次のいずれか(組み合わせも含む)の治療法を選択する。
  1. 原疾患の治療を行う
  2. 1日の総水分摂取量を体重1kg当り15〜20mLに制限する。
  3. 食塩を経口的に投与する[例:食塩9g/分3/日(成人の場合)]。
  4. 血清ナトリウム濃度が120mEq/L以下で中枢神経系症状を伴うなど速やかな治療を必要とする場合は、3%食塩水を点滴にて投与する。また、フロセミドの静脈内注射も適宜併用する。重篤な中枢神経症状がある場合は3%食塩水の急速投与も考慮する[例:3%食塩水100mL/10分(成人の場合)]。いずれの場合も、浸透圧性脱髄症候群の出現を防止するために血清ナトリウム濃度を頻回に測定し、血清ナトリウム濃度上昇を24時間で10mEq/L以下、48時間では18mEq/L以下とする。

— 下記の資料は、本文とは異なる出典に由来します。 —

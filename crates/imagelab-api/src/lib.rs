//! Imagelab API Library
//!
//! This crate provides the HTTP handlers, error mapping and application setup for the
//! image laboratory service.

// Module declarations
mod handlers;
mod telemetry;

// Public modules
pub mod constants;
pub mod error;
pub mod setup;
pub mod state;

// Re-exports
pub use error::ErrorResponse;
//! Data models shared between the processing and API crates

mod image;

pub use image::*;
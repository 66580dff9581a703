use image::{GrayImage, Luma};

/// Neighborhood size for adaptive thresholding.
pub const ADAPTIVE_BLOCK_SIZE: u32 = 11;
/// Offset subtracted from the local mean.
pub const ADAPTIVE_C: f64 = 2.0;

/// `v >= t` becomes 255, everything else 0.
pub fn binary(img: &GrayImage, t: i64) -> GrayImage {
    let mut out = img.clone();
    for pixel in out.pixels_mut() {
        pixel[0] = if pixel[0] as i64 >= t { 255 } else { 0 };
    }
    out
}

/// Local-mean thresholding: a pixel is white when it exceeds the rounded mean of its
/// `block x block` neighborhood minus `c`. Borders replicate the edge pixel.
pub fn adaptive_mean(img: &GrayImage, block: u32, c: f64) -> GrayImage {
    let (w, h) = img.dimensions();
    if w == 0 || h == 0 {
        return img.clone();
    }
    let radius = (block / 2) as i64;
    let area = ((2 * radius + 1) * (2 * radius + 1)) as f64;
    let clamp = |v: i64, len: u32| v.clamp(0, len as i64 - 1) as u32;

    // Horizontal window sums, then vertical sums of those.
    let mut rows = vec![0u32; (w * h) as usize];
    for y in 0..h {
        for x in 0..w {
            let mut sum = 0u32;
            for dx in -radius..=radius {
                sum += img.get_pixel(clamp(x as i64 + dx, w), y)[0] as u32;
            }
            rows[(y * w + x) as usize] = sum;
        }
    }

    GrayImage::from_fn(w, h, |x, y| {
        let mut sum = 0u32;
        for dy in -radius..=radius {
            sum += rows[(clamp(y as i64 + dy, h) * w + x) as usize];
        }
        let mean = (sum as f64 / area).round();
        let v = img.get_pixel(x, y)[0] as f64;
        Luma([if v > mean - c { 255 } else { 0 }])
    })
}

#[cfg(test)]
mod tests {
    use super::*;

    #[test]
    fn test_binary_threshold_is_inclusive() {
        let img = GrayImage::from_fn(3, 1, |x, _| Luma([[126, 127, 128][x as usize]]));
        let out = binary(&img, 127);
        assert_eq!(out.as_raw(), &vec![0, 255, 255]);
    }

    #[test]
    fn test_binary_threshold_of_red_luma_is_black() {
        let img = GrayImage::from_pixel(10, 10, Luma([76]));
        assert!(binary(&img, 127).pixels().all(|p| p[0] == 0));
    }

    #[test]
    fn test_adaptive_on_flat_image_is_white() {
        let img = GrayImage::from_pixel(20, 20, Luma([90]));
        let out = adaptive_mean(&img, ADAPTIVE_BLOCK_SIZE, ADAPTIVE_C);
        assert!(out.pixels().all(|p| p[0] == 255));
    }

    #[test]
    fn test_adaptive_marks_dark_spot() {
        let mut img = GrayImage::from_pixel(21, 21, Luma([200]));
        img.put_pixel(10, 10, Luma([20]));
        let out = adaptive_mean(&img, ADAPTIVE_BLOCK_SIZE, ADAPTIVE_C);
        assert_eq!(out.get_pixel(10, 10)[0], 0);
        assert_eq!(out.get_pixel(0, 0)[0], 255);
    }

    #[test]
    fn test_adaptive_output_is_binary() {
        let img = GrayImage::from_fn(30, 30, |x, y| Luma([((x * 7 + y * 13) % 256) as u8]));
        let out = adaptive_mean(&img, ADAPTIVE_BLOCK_SIZE, ADAPTIVE_C);
        assert!(out.pixels().all(|p| p[0] == 0 || p[0] == 255));
    }
}
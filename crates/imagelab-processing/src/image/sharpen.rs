//! Sharpening recipes

use crate::image::blur::{gaussian_plane, gaussian_with_sigma};
use crate::image::kernel::{merge_rgb, per_channel, split_rgb, Kernel};
use image::RgbImage;

pub const DEFAULT_KERNEL_STRENGTH: f64 = 1.0;
pub const DEFAULT_UNSHARP_STRENGTH: f64 = 1.5;
pub const DEFAULT_BOOST_FACTOR: f64 = 2.0;

/// Size and sigma of the blur subtracted by unsharp masking.
const UNSHARP_BLUR_SIZE: u32 = 9;
const UNSHARP_BLUR_SIGMA: f32 = 10.0;
/// Size of the blur used to isolate high frequencies for high-boost.
const HIGHBOOST_BLUR_SIZE: u32 = 5;

/// 4-neighbour Laplacian.
pub fn laplacian_kernel() -> Kernel {
    Kernel::from_rows([[0.0, 1.0, 0.0], [1.0, -4.0, 1.0], [0.0, 1.0, 0.0]])
}

/// Classic 3x3 high-pass kernel, scaled by `strength`.
pub fn kernel(img: &RgbImage, strength: f64) -> RgbImage {
    let k = Kernel::from_rows([
        [-1.0, -1.0, -1.0],
        [-1.0, 9.0, -1.0],
        [-1.0, -1.0, -1.0],
    ])
    .scaled(strength as f32);
    per_channel(img, |p| p.convolve(&k))
}

/// `img * (1 + s) - blurred * s`
pub fn unsharp(img: &RgbImage, strength: f64) -> RgbImage {
    let s = strength as f32;
    let blurred = split_rgb(&gaussian_with_sigma(img, UNSHARP_BLUR_SIZE, UNSHARP_BLUR_SIGMA));
    let original = split_rgb(img);
    let planes = [0, 1, 2].map(|c| original[c].zip_map(&blurred[c], |o, b| o * (1.0 + s) - b * s));
    merge_rgb(&planes)
}

/// `|img - laplacian(img)|`
pub fn laplacian(img: &RgbImage) -> RgbImage {
    let k = laplacian_kernel();
    per_channel(img, |p| p.zip_map(&p.convolve(&k), |o, l| (o - l).abs()))
}

/// `img + k * (img - blurred)`
pub fn highboost(img: &RgbImage, boost_factor: f64) -> RgbImage {
    let k = boost_factor as f32;
    per_channel(img, |p| {
        let blurred = gaussian_plane(p, HIGHBOOST_BLUR_SIZE, 0.0);
        p.zip_map(&blurred, |o, b| o + k * (o - b))
    })
}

    また、血清ナトリウム濃度が120mEq/Lに達するか、低ナトリウム血症に伴う神経症状(意識障害)が改善した時点で3%食塩水の投与は中止する。補正前の血清ナトリウム濃度が110mEq/Lを下回る低ナトリウム血症、あるいは低カリウム血症、低栄養、アルコール中毒、肝障害などの危険因子を伴う場合は、より緩やかに血清ナトリウム濃度を補正する。
  5. 血清ナトリウム濃度の上昇が、24時間で10mEq/L、48時間で18mEq/Lを超えた場合は、3%食塩水の投与を速やかに中止する。また、5%ブドウ糖液の投与等によって血清ナトリウム濃度を再度低下させることを検討する。
  6. 異所性バソプレシン産生腫瘍に原因し、既存の治療で効果不十分な場合に限り、成人にはバソプレシンV2受容体拮抗薬モザバプタン塩酸塩錠(30mg)を1日1回1錠食後に経口投与する。投与開始3日間で有効性が認められた場合に限り、引き続き7日間まで継続投与することができる。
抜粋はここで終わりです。